The data below is to be copied exactly, line by line.

The data:
=== Section Start ===

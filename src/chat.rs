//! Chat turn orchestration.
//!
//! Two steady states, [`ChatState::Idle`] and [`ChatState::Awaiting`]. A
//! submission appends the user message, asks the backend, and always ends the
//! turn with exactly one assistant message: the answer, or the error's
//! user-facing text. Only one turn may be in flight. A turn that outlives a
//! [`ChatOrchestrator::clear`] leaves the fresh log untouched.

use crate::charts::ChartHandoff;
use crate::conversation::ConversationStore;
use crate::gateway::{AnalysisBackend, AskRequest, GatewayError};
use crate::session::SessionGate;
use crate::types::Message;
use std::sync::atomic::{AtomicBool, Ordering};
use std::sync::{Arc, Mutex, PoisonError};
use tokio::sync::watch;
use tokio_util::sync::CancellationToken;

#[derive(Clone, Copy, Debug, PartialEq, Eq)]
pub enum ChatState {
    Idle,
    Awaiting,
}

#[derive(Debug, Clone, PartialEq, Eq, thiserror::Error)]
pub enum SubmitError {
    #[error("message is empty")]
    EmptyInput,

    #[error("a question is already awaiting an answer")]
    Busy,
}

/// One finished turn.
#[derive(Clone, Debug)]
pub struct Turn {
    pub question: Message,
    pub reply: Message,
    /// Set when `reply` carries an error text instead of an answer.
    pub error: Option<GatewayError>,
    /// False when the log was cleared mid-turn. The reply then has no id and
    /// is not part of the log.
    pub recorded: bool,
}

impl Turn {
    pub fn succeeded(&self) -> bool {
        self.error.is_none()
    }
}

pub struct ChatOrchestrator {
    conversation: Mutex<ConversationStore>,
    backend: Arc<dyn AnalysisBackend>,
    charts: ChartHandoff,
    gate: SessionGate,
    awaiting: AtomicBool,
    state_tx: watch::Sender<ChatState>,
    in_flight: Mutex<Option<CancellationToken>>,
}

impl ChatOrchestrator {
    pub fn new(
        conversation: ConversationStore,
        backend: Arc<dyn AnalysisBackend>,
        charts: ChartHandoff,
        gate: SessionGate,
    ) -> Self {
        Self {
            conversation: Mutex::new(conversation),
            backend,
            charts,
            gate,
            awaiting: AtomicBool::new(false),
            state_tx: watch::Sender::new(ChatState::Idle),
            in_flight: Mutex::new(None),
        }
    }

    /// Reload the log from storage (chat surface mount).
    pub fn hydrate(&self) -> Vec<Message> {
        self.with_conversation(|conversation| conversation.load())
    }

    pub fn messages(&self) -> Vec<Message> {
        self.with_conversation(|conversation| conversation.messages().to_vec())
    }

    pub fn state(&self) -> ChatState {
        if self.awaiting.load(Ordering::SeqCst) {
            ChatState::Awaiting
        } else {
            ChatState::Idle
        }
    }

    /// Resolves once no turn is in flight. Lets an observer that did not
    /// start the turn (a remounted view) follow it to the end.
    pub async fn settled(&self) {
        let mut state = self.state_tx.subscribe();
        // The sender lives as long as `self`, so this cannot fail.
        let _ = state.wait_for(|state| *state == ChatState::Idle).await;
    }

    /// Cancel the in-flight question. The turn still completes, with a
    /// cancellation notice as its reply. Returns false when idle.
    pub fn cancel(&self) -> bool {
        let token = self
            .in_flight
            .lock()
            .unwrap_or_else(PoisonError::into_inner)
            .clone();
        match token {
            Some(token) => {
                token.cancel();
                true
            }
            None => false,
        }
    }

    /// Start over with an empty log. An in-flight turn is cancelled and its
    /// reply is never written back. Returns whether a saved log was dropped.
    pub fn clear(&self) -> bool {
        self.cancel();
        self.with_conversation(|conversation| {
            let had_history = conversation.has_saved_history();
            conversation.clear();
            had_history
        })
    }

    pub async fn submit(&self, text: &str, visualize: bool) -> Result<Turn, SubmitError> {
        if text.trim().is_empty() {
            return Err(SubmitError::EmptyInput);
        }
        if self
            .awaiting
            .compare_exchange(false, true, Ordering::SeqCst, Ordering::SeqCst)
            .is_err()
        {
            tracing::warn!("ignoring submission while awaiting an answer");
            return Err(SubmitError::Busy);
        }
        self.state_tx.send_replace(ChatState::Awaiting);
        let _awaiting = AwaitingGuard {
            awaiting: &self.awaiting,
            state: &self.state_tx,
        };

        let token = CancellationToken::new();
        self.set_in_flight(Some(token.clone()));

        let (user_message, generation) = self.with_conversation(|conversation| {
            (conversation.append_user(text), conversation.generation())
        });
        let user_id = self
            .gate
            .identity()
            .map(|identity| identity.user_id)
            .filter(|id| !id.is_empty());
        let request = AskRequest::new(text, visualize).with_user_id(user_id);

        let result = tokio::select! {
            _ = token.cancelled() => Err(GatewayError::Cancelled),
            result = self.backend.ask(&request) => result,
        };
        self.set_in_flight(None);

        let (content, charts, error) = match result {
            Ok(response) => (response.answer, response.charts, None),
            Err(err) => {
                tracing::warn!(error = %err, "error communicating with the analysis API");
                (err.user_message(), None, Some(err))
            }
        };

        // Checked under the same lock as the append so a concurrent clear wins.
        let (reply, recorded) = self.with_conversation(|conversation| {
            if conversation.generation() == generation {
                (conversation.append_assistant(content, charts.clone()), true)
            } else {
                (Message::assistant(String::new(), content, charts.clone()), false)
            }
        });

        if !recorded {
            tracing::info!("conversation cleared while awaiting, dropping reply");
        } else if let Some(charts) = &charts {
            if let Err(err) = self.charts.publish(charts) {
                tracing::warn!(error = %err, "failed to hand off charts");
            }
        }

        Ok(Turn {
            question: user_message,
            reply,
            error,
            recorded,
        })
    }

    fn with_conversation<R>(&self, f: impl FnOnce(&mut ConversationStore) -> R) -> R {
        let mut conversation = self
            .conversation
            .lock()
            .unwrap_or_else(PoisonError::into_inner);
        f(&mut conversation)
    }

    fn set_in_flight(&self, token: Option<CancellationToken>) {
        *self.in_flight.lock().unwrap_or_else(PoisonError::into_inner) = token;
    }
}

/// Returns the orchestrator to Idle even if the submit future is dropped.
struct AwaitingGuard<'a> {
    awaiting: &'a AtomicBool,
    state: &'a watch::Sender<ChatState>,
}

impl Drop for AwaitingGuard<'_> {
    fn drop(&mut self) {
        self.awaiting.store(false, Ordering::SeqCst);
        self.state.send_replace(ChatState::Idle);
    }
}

=== Section End ===

Exercise solution:
filename src/chat.rs
//! Chat turn orchestration.
//!
//! Two steady states, [`ChatState::Idle`] and [`ChatState::Awaiting`]. A
//! submission appends the user message, asks the backend, and always ends the
//! turn with exactly one assistant message: the answer, or the error's
//! user-facing text. Only one turn may be in flight. A turn that outlives a
//! [`ChatOrchestrator::clear`] leaves the fresh log untouched.

use crate::charts::ChartHandoff;
use crate::conversation::ConversationStore;
use crate::gateway::{AnalysisBackend, AskRequest, GatewayError};
use crate::session::SessionGate;
use crate::types::Message;
use std::sync::atomic::{AtomicBool, Ordering};
use std::sync::{Arc, Mutex, PoisonError};
use tokio::sync::watch;
use tokio_util::sync::CancellationToken;

#[derive(Clone, Copy, Debug, PartialEq, Eq)]
pub enum ChatState {
    Idle,
    Awaiting,
}

#[derive(Debug, Clone, PartialEq, Eq, thiserror::Error)]
pub enum SubmitError {
    #[error("message is empty")]
    EmptyInput,

    #[error("a question is already awaiting an answer")]
    Busy,
}

/// One finished turn.
#[derive(Clone, Debug)]
pub struct Turn {
    pub question: Message,
    pub reply: Message,
    /// Set when `reply` carries an error text instead of an answer.
    pub error: Option<GatewayError>,
    /// False when the log was cleared mid-turn. The reply then has no id and
    /// is not part of the log.
    pub recorded: bool,
}

impl Turn {
    pub fn succeeded(&self) -> bool {
        self.error.is_none()
    }
}

pub struct ChatOrchestrator {
    conversation: Mutex<ConversationStore>,
    backend: Arc<dyn AnalysisBackend>,
    charts: ChartHandoff,
    gate: SessionGate,
    awaiting: AtomicBool,
    state_tx: watch::Sender<ChatState>,
    in_flight: Mutex<Option<CancellationToken>>,
}

impl ChatOrchestrator {
    pub fn new(
        conversation: ConversationStore,
        backend: Arc<dyn AnalysisBackend>,
        charts: ChartHandoff,
        gate: SessionGate,
    ) -> Self {
        Self {
            conversation: Mutex::new(conversation),
            backend,
            charts,
            gate,
            awaiting: AtomicBool::new(false),
            state_tx: watch::Sender::new(ChatState::Idle),
            in_flight: Mutex::new(None),
        }
    }

    /// Reload the log from storage (chat surface mount).
    pub fn hydrate(&self) -> Vec<Message> {
        self.with_conversation(|conversation| conversation.load())
    }

    pub fn messages(&self) -> Vec<Message> {
        self.with_conversation(|conversation| conversation.messages().to_vec())
    }

    pub fn state(&self) -> ChatState {
        if self.awaiting.load(Ordering::SeqCst) {
            ChatState::Awaiting
        } else {
            ChatState::Idle
        }
    }

    /// Resolves once no turn is in flight. Lets an observer that did not
    /// start the turn (a remounted view) follow it to the end.
    pub async fn settled(&self) {
        let mut state = self.state_tx.subscribe();
        // The sender lives as long as `self`, so this cannot fail.
        let _ = state.wait_for(|state| *state == ChatState::Idle).await;
    }

    /// Cancel the in-flight question. The turn still completes, with a
    /// cancellation notice as its reply. Returns false when idle.
    pub fn cancel(&self) -> bool {
        let token = self
            .in_flight
            .lock()
            .unwrap_or_else(PoisonError::into_inner)
            .clone();
        match token {
            Some(token) => {
                token.cancel();
                true
            }
            None => false,
        }
    }

    /// Start over with an empty log. An in-flight turn is cancelled and its
    /// reply is never written back. Returns whether a saved log was dropped.
    pub fn clear(&self) -> bool {
        self.cancel();
        self.with_conversation(|conversation| {
            let had_history = conversation.has_saved_history();
            conversation.clear();
            had_history
        })
    }

    pub async fn submit(&self, text: &str, visualize: bool) -> Result<Turn, SubmitError> {
        if text.trim().is_empty() {
            return Err(SubmitError::EmptyInput);
        }
        if self
            .awaiting
            .compare_exchange(false, true, Ordering::SeqCst, Ordering::SeqCst)
            .is_err()
        {
            tracing::warn!("ignoring submission while awaiting an answer");
            return Err(SubmitError::Busy);
        }
        self.state_tx.send_replace(ChatState::Awaiting);
        let _awaiting = AwaitingGuard {
            awaiting: &self.awaiting,
            state: &self.state_tx,
        };

        let token = CancellationToken::new();
        self.set_in_flight(Some(token.clone()));

        let (user_message, generation) = self.with_conversation(|conversation| {
            (conversation.append_user(text), conversation.generation())
        });
        let user_id = self
            .gate
            .identity()
            .map(|identity| identity.user_id)
            .filter(|id| !id.is_empty());
        let request = AskRequest::new(text, visualize).with_user_id(user_id);

        let result = tokio::select! {
            _ = token.cancelled() => Err(GatewayError::Cancelled),
            result = self.backend.ask(&request) => result,
        };
        self.set_in_flight(None);

        let (content, charts, error) = match result {
            Ok(response) => (response.answer, response.charts, None),
            Err(err) => {
                tracing::warn!(error = %err, "error communicating with the analysis API");
                (err.user_message(), None, Some(err))
            }
        };

        // Checked under the same lock as the append so a concurrent clear wins.
        let (reply, recorded) = self.with_conversation(|conversation| {
            if conversation.generation() == generation {
                (conversation.append_assistant(content, charts.clone()), true)
            } else {
                (Message::assistant(String::new(), content, charts.clone()), false)
            }
        });

        if !recorded {
            tracing::info!("conversation cleared while awaiting, dropping reply");
        } else if let Some(charts) = &charts {
            if let Err(err) = self.charts.publish(charts) {
                tracing::warn!(error = %err, "failed to hand off charts");
            }
        }

        Ok(Turn {
            question: user_message,
            reply,
            error,
            recorded,
        })
    }

    fn with_conversation<R>(&self, f: impl FnOnce(&mut ConversationStore) -> R) -> R {
        let mut conversation = self
            .conversation
            .lock()
            .unwrap_or_else(PoisonError::into_inner);
        f(&mut conversation)
    }

    fn set_in_flight(&self, token: Option<CancellationToken>) {
        *self.in_flight.lock().unwrap_or_else(PoisonError::into_inner) = token;
    }
}

/// Returns the orchestrator to Idle even if the submit future is dropped.
struct AwaitingGuard<'a> {
    awaiting: &'a AtomicBool,
    state: &'a watch::Sender<ChatState>,
}

impl Drop for AwaitingGuard<'_> {
    fn drop(&mut self) {
        self.awaiting.store(false, Ordering::SeqCst);
        self.state.send_replace(ChatState::Idle);
    }
}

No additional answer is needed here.